JULIA, a daughter of Julius Cæsar by Cornelia, born in 82 b.c., was celebrated for her beauty and her virtues. She married Cornelius Cæpio, whom her father obliged her to divorce to marry Pompey the Great. Though much younger than Pompey, she became tenderly attached to him; and as long as she lived, her virtues and amiable disposition strongly cemented the friendship of the father and son-in-law; but her sudden death in childbed, 53 b.c., broke off all ties between them, and a deadly struggle ensued, which resulted in the defeat of Pompey and the overthrow of the republican government.—G. BL.

JULIA, only daughter of the Emperor Augustus by his third wife Scribonia, born in 39 b.c., was distinguished by her personal charms and sprightly genius, as well as by her abandoned life and wretched fate. She was tenderly loved by her father, who caused her to be educated in every accomplishment, and gave her in marriage at an early age to his nephew and intended successor, Marcellus. After the premature death of the latter she became the wife of Agrippa, by whom she had five children but her gallantries and intrigues, though totally disregarded by her husband, were the scandal of Rome. When Agrippa died she married Tiberius, who was soon so disgusted with her infidelities that he retired to Rhodes. Augustus, being then for the first time informed of her profligacy, was deeply grieved, and banished her to a small island on the coast of Campania. Tiberius hypocritically pretended to take her part; but on succeeding Augustus as emperor, he stopped her small pension, and allowed her to die of starvation, a.d. 14.—G. BL.

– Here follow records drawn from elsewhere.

//! Exact price ratios
//!
//! A pool's quoted price is the ratio of its two reserves. Keeping it as a
//! pair of integers means two reads of the same reserves compare equal and
//! no rounding happens until a caller asks for a projection.

use crate::common::wide::{mul_div_floor, U256};
use rust_decimal::prelude::FromPrimitive;
use rust_decimal::Decimal;
use serde::{Deserialize, Serialize};
use std::fmt;

/// Exact rational `numerator / denominator` with a non-zero denominator
///
/// Equality is structural: `2/1` and `4/2` are different values, matching
/// the reserves they were read from.
#[derive(Debug, Clone, Copy, PartialEq, Eq, Hash, Serialize, Deserialize)]
pub struct Ratio {
    numerator: u128,
    denominator: u128,
}

impl Ratio {
    /// Scale of the fixed-point projection (18 decimals, like wei)
    pub const SCALE: u128 = 1_000_000_000_000_000_000;

    /// Create a ratio, `None` when the denominator is zero
    pub fn new(numerator: u128, denominator: u128) -> Option<Self> {
        if denominator == 0 {
            None
        } else {
            Some(Self {
                numerator,
                denominator,
            })
        }
    }

    pub fn numerator(self) -> u128 {
        self.numerator
    }

    pub fn denominator(self) -> u128 {
        self.denominator
    }

    /// `floor(amount * numerator / denominator)`
    pub fn apply(self, amount: u128) -> Option<u128> {
        mul_div_floor(amount, self.numerator, self.denominator)
    }

    /// Fixed-point projection scaled by [`Ratio::SCALE`], rounded down
    pub fn to_fixed_point(self) -> Option<u128> {
        mul_div_floor(self.numerator, Self::SCALE, self.denominator)
    }

    /// Integer part, the value an integer-returning `getRatio` reports
    pub fn floor(self) -> u128 {
        self.numerator / self.denominator
    }

    /// Compare `self` with `other` without dividing
    pub fn cmp_value(self, other: Self) -> std::cmp::Ordering {
        let lhs = U256::from(self.numerator) * U256::from(other.denominator);
        let rhs = U256::from(other.numerator) * U256::from(self.denominator);
        lhs.cmp(&rhs)
    }

    /// Convert for display
    ///
    /// # Warning
    /// Only use for display or logging. `None` when either side exceeds the
    /// 96-bit `Decimal` mantissa.
    pub fn to_decimal(self) -> Option<Decimal> {
        let numerator = Decimal::from_u128(self.numerator)?;
        let denominator = Decimal::from_u128(self.denominator)?;
        numerator.checked_div(denominator)
    }
}

impl fmt::Display for Ratio {
    fn fmt(&self, f: &mut fmt::Formatter<'_>) -> fmt::Result {
        write!(f, "{}/{}", self.numerator, self.denominator)
    }
}

#[cfg(test)]
mod tests {
    use super::*;
    use rust_decimal_macros::dec;
    use std::cmp::Ordering;

    #[test]
    fn test_zero_denominator_rejected() {
        assert!(Ratio::new(1, 0).is_none());
        assert!(Ratio::new(0, 5).is_some());
    }

    #[test]
    fn test_projections() {
        let ratio = Ratio::new(2000, 1000).unwrap();
        assert_eq!(ratio.floor(), 2);
        assert_eq!(ratio.to_fixed_point(), Some(2 * Ratio::SCALE));
        assert_eq!(ratio.to_decimal(), Some(dec!(2)));
        assert_eq!(ratio.apply(7), Some(14));

        let third = Ratio::new(1, 3).unwrap();
        assert_eq!(third.to_fixed_point(), Some(333_333_333_333_333_333));
        assert_eq!(third.floor(), 0);
    }

    #[test]
    fn test_value_comparison_ignores_representation() {
        let a = Ratio::new(2, 1).unwrap();
        let b = Ratio::new(4, 2).unwrap();
        assert_ne!(a, b);
        assert_eq!(a.cmp_value(b), Ordering::Equal);
        assert_eq!(a.cmp_value(Ratio::new(3, 1).unwrap()), Ordering::Less);
    }

    #[test]
    fn test_display() {
        assert_eq!(Ratio::new(1819, 1100).unwrap().to_string(), "1819/1100");
    }
}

JULIA, daughter of Germanicus and Agrippina, was born a.d. 17. Suspected of conspiracy, she was banished by her brother Caligula, but was recalled by Claudius. She was soon after banished again, at the instance of Messalina who was jealous of her beauty, and who, charging her with adultery and other crimes, at last procured her death a.d. 41.—D. W. R.

JULIA DOMNA. See Domna.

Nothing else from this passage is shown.